# Assigned task:
In the entries below, how many lines include "instrument"? Reply with the number and nothing more.

# Raw data:
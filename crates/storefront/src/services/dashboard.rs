//! Admin dashboard reads.

use std::sync::Arc;

use thiserror::Error;
use tracing::instrument;

use crate::backend::{BackendError, DataService, LowStockVariant, StoreStats};
use crate::identity::IdentityStore;
use crate::models::Order;

/// Variants with stock below this count appear in the low-stock feed.
pub const LOW_STOCK_THRESHOLD: u32 = 10;

/// Errors surfaced by dashboard reads.
#[derive(Debug, Error)]
pub enum DashboardError {
    /// The current identity is missing or not an admin.
    #[error("admin access required")]
    NotAuthorized,

    /// A backend call failed.
    #[error("dashboard read failed: {0}")]
    Backend(#[from] BackendError),
}

/// Store-wide reads for the admin surface.
#[derive(Clone)]
pub struct Dashboard {
    data: Arc<dyn DataService>,
    identity: IdentityStore,
}

impl Dashboard {
    /// Create a new dashboard.
    #[must_use]
    pub fn new(data: Arc<dyn DataService>, identity: IdentityStore) -> Self {
        Self { data, identity }
    }

    fn require_admin(&self) -> Result<(), DashboardError> {
        match self.identity.current() {
            Some(identity) if identity.is_admin => Ok(()),
            _ => Err(DashboardError::NotAuthorized),
        }
    }

    /// Paid revenue and row counts.
    ///
    /// # Errors
    ///
    /// Returns `DashboardError::NotAuthorized` unless the current identity
    /// is an admin, or `DashboardError::Backend` if a read fails.
    #[instrument(skip(self))]
    pub async fn stats(&self) -> Result<StoreStats, DashboardError> {
        self.require_admin()?;
        Ok(self.data.store_stats().await?)
    }

    /// Most recent orders across the store.
    ///
    /// # Errors
    ///
    /// Returns `DashboardError::NotAuthorized` unless the current identity
    /// is an admin, or `DashboardError::Backend` if the read fails.
    pub async fn recent_orders(&self, limit: u32) -> Result<Vec<Order>, DashboardError> {
        self.require_admin()?;
        Ok(self.data.recent_orders(limit).await?)
    }

    /// Active variants running low on stock.
    ///
    /// # Errors
    ///
    /// Returns `DashboardError::NotAuthorized` unless the current identity
    /// is an admin, or `DashboardError::Backend` if the read fails.
    pub async fn low_stock(&self, limit: u32) -> Result<Vec<LowStockVariant>, DashboardError> {
        self.require_admin()?;
        Ok(self
            .data
            .low_stock_variants(LOW_STOCK_THRESHOLD, limit)
            .await?)
    }
}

# Task result:
2